The biggest/strangest swing easily is in the AL East: The Baltimore Orioles, who had quite the magical season, finished 11 wins greater than expected.  The Tampa Bay Rays six game drop off from what was expected was enough to not just cost them a playoff spot, but the division (or so it would seem).  Their 96 eWins should have put them slightly ahead of the 95 eWin Yankees, and the 82 eWin O’s.    Indeed, the O’s were 13-5 against the Red Sox and 10-8 against the Rays in 2012.  Had Boston and Tampa not droped the ball compared to the eWin total, the AL East would have looked very different.

Rounding out the league, the White Sox too, apparently, should have beaten out World Series contender Detroit.  The other surprise in the AL? Probably that the Oakland A’s, who had an equally magical season to Baltimore, were actually right in line with where the formula says they should be. That bodes well for Oakland repeating (even though the AL West might be tougher this year).
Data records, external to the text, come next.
//! Tunable parameters for the starfield.
//!
//! Every value has a compiled-in default. A page can override any subset of
//! them with a JSON document; missing fields keep their defaults.

use serde::Deserialize;

use super::theme::{Color, Palette, Theme};

/// Guards divisions by distances that can approach zero.
pub const EPSILON: f64 = 1e-6;

/// Ceiling for non-negative tunables; keeps sampled ranges and sums finite.
const MAX_TUNABLE: f64 = 1e9;

/// Simulation and styling parameters.
#[derive(Clone, Debug, Deserialize, PartialEq)]
#[serde(default)]
pub struct FieldConfig {
	/// Lower bound for the population.
	pub min_count: usize,
	/// Hard ceiling for the population, bursts included.
	pub max_count: usize,
	/// Viewport area (CSS px²) per particle when deriving the target count.
	pub area_per_particle: f64,

	/// Far plane; particles spawn here when recycled.
	pub max_depth: f64,
	/// Near plane; particles reaching it are recycled.
	pub near_depth: f64,
	/// Projection factor: `scale = fov / z`.
	pub fov: f64,
	/// Minimum depth travelled per 60 Hz frame.
	pub speed_base: f64,
	/// Random extra depth speed on top of `speed_base`.
	pub speed_var: f64,
	/// Spawn spread as a multiple of the viewport size.
	pub spawn_spread: f64,

	/// Smallest particle radius before projection.
	pub size_min: f64,
	/// Random extra radius on top of `size_min`.
	pub size_var: f64,
	/// How quickly particles fade in as they leave the far plane.
	pub fade_in: f64,

	/// CSS colors particles are drawn from.
	pub palette: Vec<String>,
	/// CSS background fill.
	pub background: String,
	/// Draw radial halos around dot particles.
	pub glow: bool,

	/// Probability that a spawned particle may render as a streak.
	pub streak_chance: f64,
	/// Minimum stretch before a streak particle renders as a line.
	pub streak_threshold: f64,
	/// Stretch per unit of `scale * distance_from_center`.
	pub stretch_factor: f64,
	/// Longest streak tail in CSS px.
	pub max_tail: f64,

	/// Interaction radius around the pointer in CSS px.
	pub pointer_radius: f64,
	/// Displacement at the pointer itself, fading to zero at the radius.
	pub pointer_force: f64,
	/// Seconds after the last pointer move during which it still acts.
	pub pointer_timeout: f64,
	/// Particles spawned per pointer burst.
	pub burst_size: usize,
	/// Minimum seconds between bursts.
	pub burst_cooldown: f64,

	/// Ceiling applied to the elapsed time of a single tick.
	pub max_frame_dt: f64,
	/// Random drift acceleration per second.
	pub jitter: f64,
	/// Drift speed ceiling in world units per 60 Hz frame.
	pub max_drift: f64,
	/// Outward drift from the view center in world units per 60 Hz frame.
	/// Projection magnifies it by `fov / z`, so near particles spread faster.
	pub radial_force: f64,
	/// Off-screen allowance before a particle is recycled.
	pub edge_margin: f64,
}

impl Default for FieldConfig {
	fn default() -> Self {
		Self {
			min_count: 150,
			max_count: 600,
			area_per_particle: 2000.0,
			max_depth: 1000.0,
			near_depth: 1.0,
			fov: 300.0,
			speed_base: 2.0,
			speed_var: 3.0,
			spawn_spread: 2.0,
			size_min: 0.8,
			size_var: 2.0,
			fade_in: 3.0,
			palette: vec!["#00FFFF".into(), "#1E90FF".into(), "#9400D3".into()],
			background: "#000000".into(),
			glow: false,
			streak_chance: 0.2,
			streak_threshold: 1.5,
			stretch_factor: 0.02,
			max_tail: 150.0,
			pointer_radius: 250.0,
			pointer_force: 80.0,
			pointer_timeout: 2.5,
			burst_size: 3,
			burst_cooldown: 0.05,
			max_frame_dt: 0.1,
			jitter: 0.3,
			max_drift: 0.5,
			radial_force: 0.15,
			edge_margin: 50.0,
		}
	}
}

impl FieldConfig {
	/// Parses a (possibly partial) JSON override.
	pub fn from_json(json: &str) -> Result<Self, serde_json::Error> {
		serde_json::from_str::<FieldConfig>(json).map(FieldConfig::sanitized)
	}

	/// Repairs values that would break the simulation invariants.
	pub fn sanitized(mut self) -> Self {
		let defaults = FieldConfig::default();

		if self.max_count == 0 {
			self.max_count = defaults.max_count;
		}
		self.min_count = self.min_count.min(self.max_count);
		if !(self.area_per_particle > 0.0 && self.area_per_particle.is_finite()) {
			self.area_per_particle = defaults.area_per_particle;
		}
		if !(self.near_depth > 0.0 && self.near_depth <= MAX_TUNABLE) {
			self.near_depth = defaults.near_depth;
		}
		if !(self.max_depth > self.near_depth && self.max_depth <= MAX_TUNABLE) {
			self.max_depth = self.near_depth + defaults.max_depth;
		}
		if !(self.fov > 0.0 && self.fov <= MAX_TUNABLE) {
			self.fov = defaults.fov;
		}
		for v in [
			&mut self.speed_base,
			&mut self.fade_in,
			&mut self.stretch_factor,
			&mut self.streak_threshold,
			&mut self.speed_var,
			&mut self.size_min,
			&mut self.size_var,
			&mut self.spawn_spread,
			&mut self.jitter,
			&mut self.max_drift,
			&mut self.radial_force,
			&mut self.pointer_radius,
			&mut self.pointer_force,
			&mut self.pointer_timeout,
			&mut self.burst_cooldown,
			&mut self.max_frame_dt,
			&mut self.edge_margin,
			&mut self.max_tail,
		] {
			*v = if v.is_finite() { v.clamp(0.0, MAX_TUNABLE) } else { 0.0 };
		}
		self.streak_chance = if self.streak_chance.is_finite() {
			self.streak_chance.clamp(0.0, 1.0)
		} else {
			defaults.streak_chance
		};
		self
	}

	/// Population the field converges to for a viewport of the given CSS size.
	pub fn target_count(&self, width: f64, height: f64) -> usize {
		let area = (width * height).max(0.0);
		let count = (area / self.area_per_particle).floor() as usize;
		count.clamp(self.min_count, self.max_count.max(self.min_count))
	}

	/// Resolves the styling fields into a [`Theme`].
	pub fn theme(&self) -> Theme {
		Theme {
			background: Color::parse(&self.background).unwrap_or(Color::rgb(0, 0, 0)),
			palette: Palette::from_css(&self.palette),
			glow: self.glow,
			..Theme::default()
		}
	}
}

#[cfg(test)]
mod tests {
	use super::*;

	#[test]
	fn target_count_is_clamped_and_monotonic() {
		let cfg = FieldConfig::default();
		assert_eq!(cfg.target_count(1024.0, 768.0), 393);
		let small = cfg.target_count(800.0, 600.0);
		let large = cfg.target_count(1600.0, 1200.0);
		assert!(large > small);
		assert_eq!(large, 600);
		assert_eq!(cfg.target_count(100.0, 100.0), 150);
		assert_eq!(cfg.target_count(0.0, 0.0), 150);
	}

	#[test]
	fn partial_json_keeps_other_defaults() {
		let cfg = FieldConfig::from_json(r##"{ "max_count": 300, "palette": ["#ff0000"] }"##)
			.unwrap();
		assert_eq!(cfg.max_count, 300);
		assert_eq!(cfg.palette, vec!["#ff0000".to_string()]);
		assert_eq!(cfg.fov, FieldConfig::default().fov);
		assert_eq!(cfg.theme().palette.colors, vec![Color::rgb(255, 0, 0)]);
	}

	#[test]
	fn rejects_malformed_json() {
		assert!(FieldConfig::from_json("{ not json").is_err());
	}

	#[test]
	fn sanitizing_restores_invariants() {
		let cfg = FieldConfig {
			min_count: 900,
			max_count: 100,
			near_depth: -4.0,
			max_depth: 0.5,
			streak_chance: 7.0,
			speed_var: -1.0,
			jitter: 1e308,
			..FieldConfig::default()
		}
		.sanitized();
		assert_eq!(cfg.min_count, 100);
		assert!(cfg.near_depth > 0.0);
		assert!(cfg.max_depth > cfg.near_depth);
		assert_eq!(cfg.streak_chance, 1.0);
		assert_eq!(cfg.speed_var, 0.0);
		assert_eq!(cfg.jitter, MAX_TUNABLE);
	}

	#[test]
	fn huge_overrides_are_capped() {
		let cfg = FieldConfig::from_json(
			r#"{ "jitter": 1e308, "speed_var": 1e308, "size_var": 1e308, "fov": 1e308, "max_depth": 1e308 }"#,
		)
		.unwrap();
		for v in [cfg.jitter, cfg.speed_var, cfg.size_var, cfg.fov, cfg.max_depth] {
			assert!(v.is_finite() && v <= MAX_TUNABLE, "{v}");
			assert!((2.0 * v).is_finite());
		}
		assert!(cfg.max_depth > cfg.near_depth);
	}

	#[test]
	fn bad_background_falls_back_to_black() {
		let cfg = FieldConfig {
			background: "not-a-color".into(),
			..FieldConfig::default()
		};
		assert_eq!(cfg.theme().background, Color::rgb(0, 0, 0));
	}
}
//! space-warp: animated starfield background for web pages.
//!
//! This crate renders a "space warp" particle field on an HTML canvas from
//! WASM. It can drive a `<canvas id="bg-canvas">` that already exists on the
//! page, or mount its own full-viewport canvas as a Leptos component.

use leptos::prelude::*;
use leptos_meta::*;
use log::{Level, info, warn};
use wasm_bindgen::JsCast;
use wasm_bindgen::prelude::wasm_bindgen;
use web_sys::{HtmlScriptElement, Window};

pub mod components;

pub use components::space_warp::{
	DEFAULT_CANVAS_ID, FieldConfig, Particle, ParticleField, PointerState, SpaceWarpCanvas,
	Sprite, Theme, ViewState, attach,
};

/// Id of the optional `<script type="application/json">` element holding
/// configuration overrides.
pub const CONFIG_ELEMENT_ID: &str = "bg-canvas-config";

/// Initialize logging and panic hooks for the WASM target.
pub fn init_logging() {
	let _ = console_log::init_with_level(Level::Debug);
	console_error_panic_hook::set_once();
	info!("space-warp: logging initialized");
}

/// Load configuration overrides from a script element with id="bg-canvas-config".
/// Any subset of [`FieldConfig`] fields may be given; the rest keep their defaults.
pub fn load_config() -> FieldConfig {
	let Some(json_text) = config_text() else {
		return FieldConfig::default();
	};

	match FieldConfig::from_json(&json_text) {
		Ok(config) => {
			info!("space-warp: loaded configuration overrides");
			config
		}
		Err(e) => {
			warn!("space-warp: failed to parse configuration: {}", e);
			FieldConfig::default()
		}
	}
}

fn config_text() -> Option<String> {
	let window: Window = web_sys::window()?;
	let document = window.document()?;
	let element = document.get_element_by_id(CONFIG_ELEMENT_ID)?;
	let script: HtmlScriptElement = element.dyn_into().ok()?;
	script.text().ok()
}

/// Starts the effect on the page's `#bg-canvas`.
///
/// Intended for pages that embed the module directly. Does nothing when the
/// canvas is missing.
#[wasm_bindgen(js_name = startBackground)]
pub fn start_background() -> bool {
	init_logging();
	attach(DEFAULT_CANVAS_ID, load_config())
}

/// Main application component.
/// Mounts the starfield behind an otherwise empty page.
#[component]
pub fn App() -> impl IntoView {
	provide_meta_context();

	view! {
		<Html attr:lang="en" attr:dir="ltr" attr:data-theme="dark" />
		<Title text="Space Warp" />
		<Meta charset="UTF-8" />
		<Meta name="viewport" content="width=device-width, initial-scale=1.0" />

		<SpaceWarpCanvas config=load_config() />
	}
}
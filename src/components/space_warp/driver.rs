//! Browser glue: canvas setup, window events and the frame loop.
//!
//! The field is shared between the event handlers and the
//! `requestAnimationFrame` callback through `Rc<RefCell<..>>`; everything runs
//! on the page's single thread. The loop has no stop operation and lives as
//! long as the page.

use std::cell::RefCell;
use std::rc::Rc;

use log::{debug, info};
use rand::SeedableRng;
use rand::rngs::SmallRng;
use wasm_bindgen::prelude::*;
use web_sys::{
	CanvasRenderingContext2d, Event, HtmlCanvasElement, KeyboardEvent, MouseEvent, Window,
};

use super::config::FieldConfig;
use super::render;
use super::state::{ParticleField, ViewState};

/// Key that switches the pointer from repelling to attracting while held.
const MODIFIER_KEY: &str = "Alt";

/// Bundles the simulation with the surface it draws on.
struct FieldContext {
	field: ParticleField,
	canvas: HtmlCanvasElement,
	ctx: CanvasRenderingContext2d,
	/// Timestamp (ms) of the previous frame.
	last_frame: Option<f64>,
}

/// Runs the starfield on the canvas with the given element id.
///
/// Returns `false` without doing anything when the element is missing, is
/// not a canvas, or has no 2D context.
pub fn attach(canvas_id: &str, config: FieldConfig) -> bool {
	let Some(canvas) = find_canvas(canvas_id) else {
		debug!("space-warp: no canvas #{}, nothing to animate", canvas_id);
		return false;
	};
	start(canvas, config).is_some()
}

fn find_canvas(id: &str) -> Option<HtmlCanvasElement> {
	web_sys::window()?
		.document()?
		.get_element_by_id(id)?
		.dyn_into()
		.ok()
}

/// Sets up the field on `canvas`, wires window events and starts the loop.
pub(crate) fn start(canvas: HtmlCanvasElement, config: FieldConfig) -> Option<()> {
	let window = web_sys::window()?;
	let ctx: CanvasRenderingContext2d = canvas.get_context("2d").ok()??.dyn_into().ok()?;

	let (w, h, dpr) = viewport(&window);
	let field = ParticleField::new(config, w, h, dpr, SmallRng::seed_from_u64(seed()));
	fit_canvas(&canvas, &ctx, field.view());
	info!(
		"space-warp: {} particles on {}x{} (dpr {})",
		field.len(),
		w,
		h,
		dpr
	);

	let context = Rc::new(RefCell::new(FieldContext {
		field,
		canvas,
		ctx,
		last_frame: None,
	}));

	let context_resize = context.clone();
	listen(&window, "resize", move |_| {
		let Some(win) = web_sys::window() else {
			return;
		};
		let (nw, nh, dpr) = viewport(&win);
		let mut c = context_resize.borrow_mut();
		c.field.on_resize(nw, nh, dpr);
		fit_canvas(&c.canvas, &c.ctx, c.field.view());
		debug!(
			"space-warp: resized to {}x{}, target {} particles",
			nw,
			nh,
			c.field.view().target_count
		);
	});

	let context_mm = context.clone();
	listen(&window, "mousemove", move |ev| {
		let Some(ev) = ev.dyn_ref::<MouseEvent>() else {
			return;
		};
		let mut c = context_mm.borrow_mut();
		let rect = c.canvas.get_bounding_client_rect();
		let (x, y) = (
			ev.client_x() as f64 - rect.left(),
			ev.client_y() as f64 - rect.top(),
		);
		c.field.on_pointer_move(x, y);
	});

	for (event, pressed) in [("mousedown", true), ("mouseup", false)] {
		let context_btn = context.clone();
		listen(&window, event, move |_| {
			context_btn.borrow_mut().field.on_modifier_toggle(pressed);
		});
	}

	for (event, pressed) in [("keydown", true), ("keyup", false)] {
		let context_key = context.clone();
		listen(&window, event, move |ev| {
			let is_modifier = ev
				.dyn_ref::<KeyboardEvent>()
				.is_some_and(|k| k.key() == MODIFIER_KEY);
			if is_modifier {
				context_key.borrow_mut().field.on_modifier_toggle(pressed);
			}
		});
	}

	let animate: Rc<RefCell<Option<Closure<dyn FnMut(f64)>>>> = Rc::new(RefCell::new(None));
	let (context_anim, animate_inner) = (context, animate.clone());
	*animate.borrow_mut() = Some(Closure::new(move |now: f64| {
		{
			let mut guard = context_anim.borrow_mut();
			let c = &mut *guard;
			let elapsed = c.last_frame.map_or(0.0, |last| (now - last) / 1000.0);
			c.last_frame = Some(now);
			c.field.tick(elapsed);
			render::render(&c.field, &c.ctx);
		}
		if let Some(ref cb) = *animate_inner.borrow() {
			request_frame(cb);
		}
	}));
	if let Some(ref cb) = *animate.borrow() {
		request_frame(cb);
	}

	Some(())
}

fn listen(window: &Window, event: &str, handler: impl FnMut(Event) + 'static) {
	let cb = Closure::<dyn FnMut(Event)>::new(handler);
	let _ = window.add_event_listener_with_callback(event, cb.as_ref().unchecked_ref());
	// Listeners stay registered for the lifetime of the page.
	cb.forget();
}

fn request_frame(cb: &Closure<dyn FnMut(f64)>) {
	if let Some(window) = web_sys::window() {
		let _ = window.request_animation_frame(cb.as_ref().unchecked_ref());
	}
}

/// Window size in CSS pixels and the device pixel ratio.
fn viewport(window: &Window) -> (f64, f64, f64) {
	let dimension = |v: Result<JsValue, JsValue>| v.ok().and_then(|v| v.as_f64()).unwrap_or(0.0);
	(
		dimension(window.inner_width()),
		dimension(window.inner_height()),
		window.device_pixel_ratio(),
	)
}

/// Sizes the backing store for the device pixel ratio and maps CSS pixels onto it.
fn fit_canvas(canvas: &HtmlCanvasElement, ctx: &CanvasRenderingContext2d, view: &ViewState) {
	let (bw, bh) = view.buffer_size();
	canvas.set_width(bw);
	canvas.set_height(bh);

	let style = canvas.style();
	let _ = style.set_property("width", &format!("{}px", view.width));
	let _ = style.set_property("height", &format!("{}px", view.height));

	// Resizing the canvas resets its state, so the scale is set absolutely.
	let _ = ctx.set_transform(view.dpr, 0.0, 0.0, view.dpr, 0.0, 0.0);
}

fn seed() -> u64 {
	let entropy = js_sys::Math::random() * u32::MAX as f64;
	(js_sys::Date::now() as u64) ^ ((entropy as u64) << 32)
}
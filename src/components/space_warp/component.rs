//! Leptos component wrapping the starfield canvas.
//!
//! The component renders a fixed, full-viewport canvas behind the page
//! content. Once the element is mounted, the driver takes over: it sizes the
//! backing store, listens to window events and runs the animation loop.

use std::cell::Cell;
use std::rc::Rc;

use leptos::prelude::*;
use log::debug;
use web_sys::HtmlCanvasElement;

use super::config::FieldConfig;
use super::driver;

/// Element id used when none is given.
pub const DEFAULT_CANVAS_ID: &str = "bg-canvas";

/// Renders the animated starfield as a page background.
///
/// Without a `config`, the compiled-in defaults are used. Pointer input is
/// read from the window, so the canvas never intercepts clicks.
#[component]
pub fn SpaceWarpCanvas(
	#[prop(optional)] config: Option<FieldConfig>,
	#[prop(into, default = DEFAULT_CANVAS_ID.to_string())] id: String,
) -> impl IntoView {
	let canvas_ref = NodeRef::<leptos::html::Canvas>::new();
	let started = Rc::new(Cell::new(false));

	Effect::new(move |_| {
		let Some(canvas) = canvas_ref.get() else {
			return;
		};
		if started.replace(true) {
			return;
		}
		let canvas: HtmlCanvasElement = canvas.into();
		let config = config.clone().unwrap_or_default();
		if driver::start(canvas, config).is_none() {
			debug!("space-warp: canvas has no 2d context, nothing to animate");
		}
	});

	view! {
		<canvas
			node_ref=canvas_ref
			id=id
			class="space-warp-canvas"
			style="position: fixed; inset: 0; z-index: -1; display: block; pointer-events: none;"
		/>
	}
}
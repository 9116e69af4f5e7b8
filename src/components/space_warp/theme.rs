//! Visual theming for the starfield.
//!
//! Provides colors, the particle palette, and background/glow styling.

/// RGBA color representation.
#[derive(Clone, Copy, Debug, PartialEq)]
pub struct Color {
	pub r: u8,
	pub g: u8,
	pub b: u8,
	pub a: f64,
}

impl Color {
	pub const fn rgb(r: u8, g: u8, b: u8) -> Self {
		Self { r, g, b, a: 1.0 }
	}

	pub const fn rgba(r: u8, g: u8, b: u8, a: f64) -> Self {
		Self { r, g, b, a }
	}

	pub fn with_alpha(self, a: f64) -> Self {
		Self { a, ..self }
	}

	/// Lighten the color by a factor (0.0 = unchanged, 1.0 = white)
	pub fn lighten(self, factor: f64) -> Self {
		let f = factor.clamp(0.0, 1.0);
		Self {
			r: (self.r as f64 + (255.0 - self.r as f64) * f) as u8,
			g: (self.g as f64 + (255.0 - self.g as f64) * f) as u8,
			b: (self.b as f64 + (255.0 - self.b as f64) * f) as u8,
			a: self.a,
		}
	}

	pub fn to_css(self) -> String {
		if (self.a - 1.0).abs() < 0.001 {
			format!("#{:02x}{:02x}{:02x}", self.r, self.g, self.b)
		} else {
			format!("rgba({}, {}, {}, {})", self.r, self.g, self.b, self.a)
		}
	}

	/// Parses a CSS color string.
	/// Supports hex (`#RGB`, `#RRGGBB`) and `rgb()`/`rgba()` functional notation.
	pub fn parse(color_str: &str) -> Option<Color> {
		let s = color_str.trim();
		if let Some(hex) = s.strip_prefix('#') {
			return match hex.len() {
				6 => Some(Color::rgb(
					u8::from_str_radix(hex.get(0..2)?, 16).ok()?,
					u8::from_str_radix(hex.get(2..4)?, 16).ok()?,
					u8::from_str_radix(hex.get(4..6)?, 16).ok()?,
				)),
				3 => {
					let digit = |i: usize| -> Option<u8> {
						let v = u8::from_str_radix(hex.get(i..i + 1)?, 16).ok()?;
						Some(v * 17)
					};
					Some(Color::rgb(digit(0)?, digit(1)?, digit(2)?))
				}
				_ => None,
			};
		}

		let inner = s
			.strip_prefix("rgba(")
			.or_else(|| s.strip_prefix("rgb("))?
			.strip_suffix(')')?;
		let nums: Vec<&str> = inner.split(',').map(str::trim).collect();
		if nums.len() < 3 {
			return None;
		}
		let a = match nums.get(3) {
			Some(a) => a.parse().ok()?,
			None => 1.0,
		};
		Some(Color::rgba(
			nums[0].parse().ok()?,
			nums[1].parse().ok()?,
			nums[2].parse().ok()?,
			a,
		))
	}
}

/// The fixed set of colors particles are drawn from.
#[derive(Clone, Debug, PartialEq)]
pub struct Palette {
	pub colors: Vec<Color>,
}

impl Palette {
	/// Cyan, deep blue and bright purple (default)
	pub fn cyberpunk() -> Self {
		Self {
			colors: vec![
				Color::rgb(0, 255, 255), // Cyan
				Color::rgb(30, 144, 255), // Dodger blue
				Color::rgb(148, 0, 211),  // Dark violet
			],
		}
	}

	/// Builds a palette from CSS color strings, skipping entries that fail to parse.
	/// Falls back to [`Palette::cyberpunk`] when nothing usable remains.
	pub fn from_css<S: AsRef<str>>(colors: &[S]) -> Self {
		let colors: Vec<Color> = colors
			.iter()
			.filter_map(|c| Color::parse(c.as_ref()))
			.collect();
		if colors.is_empty() {
			Self::cyberpunk()
		} else {
			Self { colors }
		}
	}

	pub fn get(&self, index: usize) -> Color {
		self.colors[index % self.colors.len()]
	}

	pub fn len(&self) -> usize {
		self.colors.len()
	}

	pub fn is_empty(&self) -> bool {
		self.colors.is_empty()
	}
}

impl Default for Palette {
	fn default() -> Self {
		Self::cyberpunk()
	}
}

/// Complete visual style for a frame.
#[derive(Clone, Debug, PartialEq)]
pub struct Theme {
	/// Solid fill painted behind the particles every frame
	pub background: Color,
	/// Particle colors
	pub palette: Palette,
	/// Draw a soft radial halo around dot particles
	pub glow: bool,
	/// Halo radius relative to the particle radius
	pub glow_radius: f64,
}

impl Default for Theme {
	fn default() -> Self {
		Self {
			background: Color::rgb(0, 0, 0),
			palette: Palette::cyberpunk(),
			glow: false,
			glow_radius: 3.0,
		}
	}
}

#[cfg(test)]
mod tests {
	use super::*;

	#[test]
	fn parses_hex_colors() {
		assert_eq!(Color::parse("#00FFFF"), Some(Color::rgb(0, 255, 255)));
		assert_eq!(Color::parse("#1e90ff"), Some(Color::rgb(30, 144, 255)));
		assert_eq!(Color::parse("#fff"), Some(Color::rgb(255, 255, 255)));
		assert_eq!(Color::parse("#12345"), None);
		assert_eq!(Color::parse("#zzzzzz"), None);
	}

	#[test]
	fn parses_functional_colors() {
		assert_eq!(
			Color::parse("rgb(10, 20, 30)"),
			Some(Color::rgb(10, 20, 30))
		);
		assert_eq!(
			Color::parse("rgba(10,20,30,0.5)"),
			Some(Color::rgba(10, 20, 30, 0.5))
		);
		assert_eq!(Color::parse("rgb(10, 20)"), None);
		assert_eq!(Color::parse("cyan"), None);
	}

	#[test]
	fn css_output_drops_alpha_when_opaque() {
		assert_eq!(Color::rgb(148, 0, 211).to_css(), "#9400d3");
		assert_eq!(
			Color::rgb(0, 0, 0).with_alpha(0.25).to_css(),
			"rgba(0, 0, 0, 0.25)"
		);
	}

	#[test]
	fn palette_falls_back_when_nothing_parses() {
		assert_eq!(Palette::from_css(&["nope", ""]), Palette::cyberpunk());
		let p = Palette::from_css(&["#ff0000", "bad", "#00ff00"]);
		assert_eq!(p.len(), 2);
		assert_eq!(p.get(3), Color::rgb(0, 255, 0));
	}
}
Now look: It’s not a perfect formula-and that’s a good thing.  If it was, it might rob the game of what makes it compelling - This is why we play the games, as they say.  Still, the formula seems valid.  Using data we know is correct, 17 of 30 teams were within 2 games of what they were predicted to finish. Twenty were within 3 games.  The formula, especially for how simple it is, seems to work very well-and that’s half the problem solved.

The other half, of course, is the tricky part.  While I used runs we knew happened, trying to figure out what will happen in 2013 before 2013 happens is a lot tougher.  A valid argument is only sound with good premises, and the formula is only good if you put in good run projections. Garbage in = Garbage out.  That’s where most of Ouij’s, and others, work comes in. But the above (wholly unscientific) experiment suggests that if you do come up with the right amount of runs scored and allowed, you’ll have a good picture of what will happen that year.